Countries around the world are rushing to out-stupid each other by suspending flights and barring arrivals from countries in which the – supposedly – new scariant has been detected, despite the fact that it has already been detected in California, Hong Kong, the Netherlands, Italy, Germany, Belgium, Austria, the United Kingdom and here in Australia, which means it is already successfully spreading across the globe, rendering border closures utterly pointless.
As D. A. Henderson pointed out 15 years ago:
“Travel restrictions, such as closing airports and screening travelers at borders, have historically been ineffective. The World Health Organization Writing Group concluded that ‘screening and quarantining entering travelers at international borders did not substantially delay virus introduction in past pandemics . . . and will likely be even less effective in the modern era.'”
But if your aim was to generate panic in the financial markets and coerce people who don’t want to take ineffective and dangerous experimental medical treatments into accepting them on pain of economic and social destruction, the last thing you would want to do is to adhere to scientifically-sound principles of infectious disease management.
You also wouldn’t want to publicise the fact that of the four cases infected with the Omicron scariant who were detected in Botswana, the country in which the scariant is believed to have emerged, all four were fully vaccinated against COVID-19. So much for the unvaccinated being “human petri dishes” brewing up new variants of SARS-CoV-2. As Geert Vanden Bossche has been pointing out for months, vaccination during an active pandemic drives the phenomenon known as viral immune escape, favouring the dominance of strains of the virus with mutations that evade vaccine-induced immunity.
And you wouldn’t want to listen to a doctor in South Africa who has actually treated patients infected with the Omicron scariant and who describes their symptoms as “very, very mild”, with none requiring hospitalisation.
And you absolutely, categorically would never want to give air time to a Russian virologist (based at the Gamaleya Research Institute of Epidemiology and Microbiology which produced the Russian Sputnik V COVID-19 injection), who points out that there’s absolutely no evidence that the Omicron scariant is any more dangerous than previous variants – in fact, quite the contrary – and that its high mutation load could actually spell the end of the pandemic:
“We already see Omicron has many mutations, more than Delta. More than thirty-thousand in a single gene of its spike protein. This is too many, and it means the virus has an unstable genome. As a rule, this sort of infectious agent becomes less dangerous, because evolutionarily, an overwhelming number of mutations leads to a weakening of the virus’s ability to cause disease.”
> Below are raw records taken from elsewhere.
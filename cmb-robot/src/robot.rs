use crate::client::{
    listener_started_notice, listener_stopped_notice, logout_confirmation, TargetClient,
    POLL_ATTEMPTS, POLL_INTERVAL,
};
use crate::config::{RobotIdentity, RobotSettings};
use crate::login::{LoginOutcome, LoginStateMachine};
use crate::platforms::AutomationEngine;
use crate::{DialogMatch, RobotError, RunMode};
use std::sync::Arc;
use std::time::Duration;
use tokio::time::sleep;
use tracing::{debug, error, info, instrument, warn};

/// Settle time after raising the main window before a chord.
pub const MAIN_WINDOW_SETTLE: Duration = Duration::from_secs(2);
/// Settle time before starting the login flow.
pub const LOGIN_SETTLE: Duration = Duration::from_secs(3);
/// Settle time after launching a fresh client.
pub const LAUNCH_SETTLE: Duration = Duration::from_secs(3);

/// Listener notices are dismissed this many times, once per second.
const NOTICE_DISMISS_ROUNDS: usize = 5;
const LOGOUT_CONFIRM_PAUSE: Duration = Duration::from_secs(2);

/// Consecutive process deaths tolerated inside one `run`.
pub const DEFAULT_MAX_LIVENESS_RESTARTS: usize = 10;

/// Drives one client installation back to listening and logged in.
pub struct Robot {
    client: TargetClient,
    max_liveness_restarts: usize,
}

impl Robot {
    pub fn new(engine: Arc<dyn AutomationEngine>, identity: RobotIdentity) -> Self {
        Self {
            client: TargetClient::new(engine, identity),
            max_liveness_restarts: DEFAULT_MAX_LIVENESS_RESTARTS,
        }
    }

    pub fn from_settings(
        engine: Arc<dyn AutomationEngine>,
        settings: &RobotSettings,
    ) -> Result<Self, RobotError> {
        Ok(Self::new(engine, RobotIdentity::from_settings(settings)?))
    }

    pub fn with_max_liveness_restarts(mut self, max: usize) -> Self {
        self.max_liveness_restarts = max;
        self
    }

    pub fn identity(&self) -> &RobotIdentity {
        self.client.identity()
    }

    pub fn client(&self) -> &TargetClient {
        &self.client
    }

    pub fn username(&self) -> &str {
        self.client.username()
    }

    pub async fn is_running(&self) -> bool {
        self.client.is_running().await
    }

    pub async fn is_listening(&self) -> bool {
        self.client.is_listening().await
    }

    pub fn is_logged_in(&self) -> bool {
        self.client.is_logged_in()
    }

    /// Start the client's HTTP listener. Returns whether it is listening
    /// afterwards; does nothing when it already is.
    pub async fn listen(&self) -> Result<bool, RobotError> {
        if self.is_listening().await {
            return Ok(true);
        }

        self.toggle_listener(b'B', &listener_started_notice()).await?;
        Ok(self.is_listening().await)
    }

    /// Stop the client's HTTP listener. Returns whether it is stopped
    /// afterwards; does nothing when it already is.
    pub async fn stop_listen(&self) -> Result<bool, RobotError> {
        if !self.is_listening().await {
            return Ok(true);
        }

        self.toggle_listener(b'E', &listener_stopped_notice()).await?;
        Ok(!self.is_listening().await)
    }

    async fn toggle_listener(&self, letter: u8, notice: &DialogMatch) -> Result<(), RobotError> {
        let main = self.client.focus_main(MAIN_WINDOW_SETTLE).await?;
        self.client.input().chord(letter).await;

        for _ in 0..NOTICE_DISMISS_ROUNDS {
            self.client.dismiss(&main, notice);
            sleep(POLL_INTERVAL).await;
        }
        Ok(())
    }

    pub async fn logout(&self) -> Result<(), RobotError> {
        let main = self.client.focus_main(MAIN_WINDOW_SETTLE).await?;
        self.client.input().chord(b'O').await;

        for _ in 0..POLL_ATTEMPTS {
            if !self.client.dismiss(&main, &logout_confirmation()) {
                break;
            }
            debug!(username = self.username(), "confirmed logout");
            sleep(LOGOUT_CONFIRM_PAUSE).await;
        }
        Ok(())
    }

    pub async fn login(&self) -> Result<LoginOutcome, RobotError> {
        let main = self.client.focus_main(LOGIN_SETTLE).await?;
        LoginStateMachine::new(&self.client, main).run().await
    }

    /// Kill any running instance, wait for its window to go away, then
    /// launch a fresh one.
    pub async fn restart_process(&self) -> Result<(), RobotError> {
        if let Some(old_pid) = self.client.pid().await {
            debug!(username = self.username(), old_pid, "found running client");
            self.client.engine().kill_process(old_pid)?;

            for _ in 0..POLL_ATTEMPTS {
                if self.client.main_window().is_none() {
                    break;
                }
                debug!(username = self.username(), old_pid, "waiting for main window to close");
                sleep(POLL_INTERVAL).await;
            }
            debug!(username = self.username(), old_pid, "old client closed");
        }

        let pid = self.client.engine().launch(self.identity().path())?;
        sleep(LAUNCH_SETTLE).await;
        info!(username = self.username(), pid, "client started");
        Ok(())
    }

    /// Steps `run` will perform for `requested` given the current state.
    pub async fn effective_mode(&self, requested: RunMode) -> RunMode {
        let mut mode = requested;
        if !self.is_running().await {
            mode |= RunMode::RESTART;
        }
        if !self.is_listening().await {
            mode |= RunMode::RELISTEN;
        }
        mode
    }

    /// Bring the client back to listening and logged in. Returns the steps
    /// actually performed.
    ///
    /// When the client dies mid-run the whole run starts over with a
    /// freshly computed mode.
    #[instrument(skip(self), fields(username = %self.username()))]
    pub async fn run(&self, requested: RunMode) -> Result<RunMode, RobotError> {
        let mut restarts = 0;
        loop {
            match self.run_once(requested).await {
                Err(RobotError::ProcessNotAlive) => {
                    restarts += 1;
                    if restarts > self.max_liveness_restarts {
                        error!(restarts, "client keeps dying, giving up");
                        return Err(RobotError::ProcessUnstable { restarts });
                    }
                    warn!(restarts, "client died during recovery, starting over");
                }
                other => return other,
            }
        }
    }

    async fn run_once(&self, requested: RunMode) -> Result<RunMode, RobotError> {
        let mode = self.effective_mode(requested).await;
        info!(%mode, "running recovery");

        if mode.contains(RunMode::RESTART) {
            self.restart_process().await?;
        }

        if mode.contains(RunMode::RELISTEN) {
            if self.is_listening().await {
                self.stop_listen().await?;
            }
            if !self.listen().await? {
                error!("failed to start listener");
                return Err(RobotError::ListenFailure);
            }
        }

        if mode.contains(RunMode::RELOGIN) {
            if self.is_logged_in() {
                self.logout().await?;
            }
            let outcome = self.login().await?;
            info!(?outcome, "login finished");
        }

        Ok(mode)
    }
}
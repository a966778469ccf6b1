//! The outer control loop: probe the gateway, count consecutive failures,
//! and drive a recovery once an anomaly is confirmed.

use crate::monitor::{HealthMonitor, ProbeOutcome};
use crate::{Robot, RobotError, RunMode};
use async_trait::async_trait;
use std::time::Duration;
use tokio::time::sleep;
use tracing::{error, info, warn};

#[async_trait]
pub trait HealthProbe: Send {
    async fn probe(&mut self) -> ProbeOutcome;
}

#[async_trait]
pub trait Recovery: Send + Sync {
    /// Bring the client back; returns the steps performed.
    async fn recover(&self, mode: RunMode) -> Result<RunMode, RobotError>;
}

#[async_trait]
impl HealthProbe for HealthMonitor {
    async fn probe(&mut self) -> ProbeOutcome {
        HealthMonitor::probe(self).await
    }
}

#[async_trait]
impl Recovery for Robot {
    async fn recover(&self, mode: RunMode) -> Result<RunMode, RobotError> {
        self.run(mode).await
    }
}

#[derive(Debug, Clone, PartialEq, Eq)]
pub struct SupervisorConfig {
    /// Pause between healthy probes.
    pub poll_interval: Duration,
    /// Pause after each failed probe.
    pub failure_pause: Duration,
    /// Pause after every recovery attempt.
    pub recovery_cooldown: Duration,
    /// Consecutive failed probes that confirm an anomaly.
    pub failure_threshold: u32,
}

impl Default for SupervisorConfig {
    fn default() -> Self {
        Self {
            poll_interval: Duration::from_secs(1),
            failure_pause: Duration::from_secs(10),
            recovery_cooldown: Duration::from_secs(30),
            failure_threshold: 3,
        }
    }
}

pub struct Supervisor<P, R> {
    probe: P,
    recovery: R,
    config: SupervisorConfig,
    username: String,
    failures: u32,
    mode: RunMode,
}

impl<P: HealthProbe, R: Recovery> Supervisor<P, R> {
    pub fn new(probe: P, recovery: R, config: SupervisorConfig) -> Self {
        Self {
            probe,
            recovery,
            config,
            username: String::new(),
            failures: 0,
            mode: RunMode::DEFAULT,
        }
    }

    /// Label attached to every log event.
    pub fn with_username(mut self, username: impl Into<String>) -> Self {
        self.username = username.into();
        self
    }

    /// Mode the next recovery will be asked to run.
    pub fn mode(&self) -> RunMode {
        self.mode
    }

    /// Supervise until a credential error makes further attempts unsafe.
    /// Returns that error; every other failure is retried forever.
    pub async fn run(&mut self) -> RobotError {
        info!(username = %self.username, "supervisor started");
        loop {
            if let Err(fatal) = self.tick().await {
                return fatal;
            }
        }
    }

    /// One probe, plus a recovery when it confirms an anomaly.
    pub async fn tick(&mut self) -> Result<(), RobotError> {
        let outcome = self.probe.probe().await;
        match outcome.connectivity {
            Ok(()) => {
                if self.failures > 0 {
                    info!(
                        username = %self.username,
                        failures = self.failures,
                        "gateway recovered on its own"
                    );
                }
                self.failures = 0;
                sleep(self.config.poll_interval).await;
                return Ok(());
            }
            Err(e) => {
                self.failures += 1;
                if self.failures == 1 {
                    warn!(username = %self.username, "gateway degraded: {e}");
                } else {
                    warn!(
                        username = %self.username,
                        failures = self.failures,
                        "gateway still degraded: {e}"
                    );
                }
                sleep(self.config.failure_pause).await;
            }
        }

        if self.failures < self.config.failure_threshold {
            sleep(self.config.poll_interval).await;
            return Ok(());
        }

        error!(
            username = %self.username,
            failures = self.failures,
            mode = %self.mode,
            "anomaly confirmed, recovering"
        );
        match self.recovery.recover(self.mode).await {
            Err(e) if e.is_credential_error() => {
                error!(username = %self.username, fatal = true, "{e}");
                return Err(e);
            }
            Err(e) => {
                error!(username = %self.username, fatal = e.is_fatal(), "recovery failed: {e}");
                self.mode = RunMode::FULL;
            }
            Ok(performed) => {
                info!(username = %self.username, mode = %performed, "recovery succeeded");
                self.mode = RunMode::DEFAULT;
            }
        }

        sleep(self.config.recovery_cooldown).await;
        self.failures = 0;
        Ok(())
    }
}
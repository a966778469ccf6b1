use crate::KeyEvent;
use std::mem;
use tracing::warn;
use windows::Win32::UI::Input::KeyboardAndMouse::{
    SendInput, INPUT, INPUT_0, INPUT_KEYBOARD, KEYBDINPUT, KEYBD_EVENT_FLAGS, KEYEVENTF_KEYUP,
    VIRTUAL_KEY,
};

fn keyboard_input(event: &KeyEvent) -> INPUT {
    let flags = if event.up {
        KEYEVENTF_KEYUP
    } else {
        KEYBD_EVENT_FLAGS(0)
    };
    INPUT {
        r#type: INPUT_KEYBOARD,
        Anonymous: INPUT_0 {
            ki: KEYBDINPUT {
                wVk: VIRTUAL_KEY(event.key.0),
                wScan: 0,
                dwFlags: flags,
                time: 0,
                dwExtraInfo: 0,
            },
        },
    }
}

/// Inject the events as one batch so nothing interleaves with them.
pub(crate) fn send_key_events(events: &[KeyEvent]) {
    if events.is_empty() {
        return;
    }
    let inputs: Vec<INPUT> = events.iter().map(keyboard_input).collect();
    let sent = unsafe { SendInput(&inputs, mem::size_of::<INPUT>() as i32) };
    if sent as usize != inputs.len() {
        warn!(
            sent,
            expected = inputs.len(),
            "SendInput was partially blocked: {}",
            windows::core::Error::from_win32()
        );
    }
}
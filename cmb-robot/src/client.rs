//! What the robot knows about the supervised client: its window taxonomy,
//! its dialog vocabulary, and how to observe its state.

use crate::config::RobotIdentity;
use crate::input::InputSynthesizer;
use crate::list_view::ListViewReader;
use crate::locator::WindowLocator;
use crate::platforms::AutomationEngine;
use crate::{DialogMatch, RobotError, WindowFilter, WindowRef};
use std::sync::Arc;
use std::time::Duration;
use tokio::task;
use tokio::time::sleep;
use tracing::{debug, error};

pub const MAIN_CLASS: &str = "TMainFrm";
pub const LOGIN_CLASS: &str = "TOnlineLoginFrm";
pub const LOGIN_TITLE: &str = "联机登录 (110100)";
pub const DIALOG_CLASS: &str = "#32770";
pub const SYSTEM_DIALOG_TITLE: &str = "招商银行企业银行直联系统";
pub const OK_BUTTON: &str = "确定";
pub const LIST_VIEW_CLASS: &str = "TFBListView";
pub const SECURITY_CONTROL_PREFIX: &str = "ATL:";
pub const USERNAME_FIELD_CLASS: &str = "Edit";
pub const CONFIRM_BUTTON_CLASS: &str = "TFBSpeedButton";
pub const CONFIRM_BUTTON_LABEL: &str = "登录[&L]";

/// List-views of the main window, in enumeration order.
pub const LOG_LIST_VIEW: usize = 0;
pub const SESSION_LIST_VIEW: usize = 1;

pub const POLL_INTERVAL: Duration = Duration::from_secs(1);
pub const POLL_ATTEMPTS: usize = 30;

/// Notice shown after the HTTP listener starts.
pub fn listener_started_notice() -> DialogMatch {
    system_notice("HTTP服务已启动")
}

/// Notice shown after the HTTP listener stops.
pub fn listener_stopped_notice() -> DialogMatch {
    system_notice("停止HTTP")
}

/// Any listener notice; its presence means the main window state is stale.
pub fn listener_notice() -> DialogMatch {
    system_notice("HTTP")
}

pub fn logout_confirmation() -> DialogMatch {
    system_notice("确定要签退用户")
}

pub fn already_logged_in_notice() -> DialogMatch {
    system_notice("已经登录")
}

fn system_notice(content: &str) -> DialogMatch {
    DialogMatch::new(DIALOG_CLASS)
        .title(SYSTEM_DIALOG_TITLE)
        .button(OK_BUTTON)
        .content(content)
}

/// Host-toolkit crash dialogs, matched by caption alone.
pub fn crash_dialogs() -> [DialogMatch; 2] {
    [
        DialogMatch::new(DIALOG_CLASS)
            .title("Microsoft Visual C++ Runtime Library")
            .button(OK_BUTTON),
        DialogMatch::new(DIALOG_CLASS)
            .title("Abnormal program termination")
            .button(OK_BUTTON),
    ]
}

/// Observation and basic control of one installed client.
#[derive(Clone)]
pub struct TargetClient {
    engine: Arc<dyn AutomationEngine>,
    locator: WindowLocator,
    reader: ListViewReader,
    input: InputSynthesizer,
    identity: RobotIdentity,
}

impl TargetClient {
    pub fn new(engine: Arc<dyn AutomationEngine>, identity: RobotIdentity) -> Self {
        Self {
            locator: WindowLocator::new(engine.clone()),
            reader: ListViewReader::new(engine.clone()),
            input: InputSynthesizer::new(engine.clone()),
            engine,
            identity,
        }
    }

    pub fn engine(&self) -> &Arc<dyn AutomationEngine> {
        &self.engine
    }

    pub fn locator(&self) -> &WindowLocator {
        &self.locator
    }

    pub fn reader(&self) -> &ListViewReader {
        &self.reader
    }

    pub fn input(&self) -> &InputSynthesizer {
        &self.input
    }

    pub fn identity(&self) -> &RobotIdentity {
        &self.identity
    }

    pub fn username(&self) -> &str {
        self.identity.username()
    }

    /// Run an engine call on the blocking pool. Process scans and TCP
    /// connects can take seconds.
    async fn off_runtime<T, F>(&self, call: F) -> Result<T, RobotError>
    where
        F: FnOnce(&dyn AutomationEngine) -> T + Send + 'static,
        T: Send + 'static,
    {
        let engine = self.engine.clone();
        task::spawn_blocking(move || call(engine.as_ref()))
            .await
            .map_err(|e| RobotError::PlatformError(format!("engine task failed: {e}")))
    }

    pub async fn pid(&self) -> Option<u32> {
        let exe_name = self.identity.exe_name().to_string();
        match self.off_runtime(move |engine| engine.find_process(&exe_name)).await {
            Ok(pid) => pid,
            Err(e) => {
                error!(username = self.username(), "process lookup failed: {e}");
                None
            }
        }
    }

    pub async fn is_running(&self) -> bool {
        self.pid().await.is_some()
    }

    pub async fn is_listening(&self) -> bool {
        let addr = self.identity.listen_addr().to_string();
        match self.off_runtime(move |engine| engine.is_reachable(&addr)).await {
            Ok(reachable) => reachable,
            Err(e) => {
                error!(username = self.username(), "listener check failed: {e}");
                false
            }
        }
    }

    pub fn main_window(&self) -> Option<WindowRef> {
        self.locator
            .find_top_level(MAIN_CLASS, self.identity.main_title())
    }

    pub fn login_dialog(&self) -> Option<WindowRef> {
        self.locator.find_top_level(LOGIN_CLASS, LOGIN_TITLE)
    }

    pub fn list_views(&self, main: &WindowRef) -> Vec<WindowRef> {
        self.locator
            .find_descendants(main, WindowFilter::class(LIST_VIEW_CLASS))
            .to_vec()
    }

    /// The second of exactly two list-views in the main window.
    pub fn session_view(&self, main: &WindowRef) -> Result<WindowRef, RobotError> {
        let mut views = self.list_views(main);
        if views.len() != 2 {
            return Err(RobotError::ListViewCount { found: views.len() });
        }
        Ok(views.swap_remove(SESSION_LIST_VIEW))
    }

    /// The session list-view shows the logged-in user in its first cell.
    pub fn is_logged_in(&self) -> bool {
        let Some(main) = self.main_window() else {
            return false;
        };
        match self.session_view(&main) {
            Ok(view) => self.reader.cell_text(&view, 0, 0) == self.username(),
            Err(e) => {
                error!(username = self.username(), "{e}");
                false
            }
        }
    }

    /// Dismiss dialogs of the client matching `dialog`.
    pub fn dismiss(&self, owner: &WindowRef, dialog: &DialogMatch) -> bool {
        self.locator.close_message_box(owner, dialog)
    }

    /// Raise the main window and let it settle before input is sent to it.
    pub async fn focus_main(&self, settle: Duration) -> Result<WindowRef, RobotError> {
        if !self.is_running().await {
            return Err(RobotError::ProcessNotAlive);
        }

        let main = self.wait_main_window().await?;
        self.locator.bring_to_front(&main);
        sleep(settle).await;
        Ok(main)
    }

    async fn wait_main_window(&self) -> Result<WindowRef, RobotError> {
        for attempt in 0..POLL_ATTEMPTS {
            if let Some(main) = self.main_window() {
                return Ok(main);
            }
            if !self.is_running().await {
                return Err(RobotError::ProcessNotAlive);
            }
            debug!(username = self.username(), attempt, "waiting for main window");
            sleep(POLL_INTERVAL).await;
        }
        Err(RobotError::MainWindowNotFound)
    }
}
New Omicron variant could spell end for Covid-19 pandemic – top Russian scientist
So, what should be our response to the emergence of the Omicron scariant (aside from a giant yawn, that is)? Dr Angelique Coetzee, chair of the South African Medical Association and a practising GP based in Pretoria, has some sensible advice:
“It’s all speculation at this stage. It may be it’s highly transmissible, but so far the cases we are seeing are extremely mild… Maybe two weeks from now I will have a different opinion, but this is what we are seeing. So are we seriously worried? No. We are concerned and we watch what’s happening. But for now we’re saying, ‘OK: there’s a whole hype out there. [We’re] not sure why.’”
South Africa accuses UK and others of ‘knee-jerk’ reaction to new variant
While you’re waiting for some actual science to emerge rather than the fear-porn peddled by the presstitutes, bollockticians and corruptocrats, you could always play anagrams with the name of the new scariant – “I C moron” and “moronic” are my personal favourites – or learn the Greek alphabet and speculate about what happened to Nu and Xi. Y’all have fun now!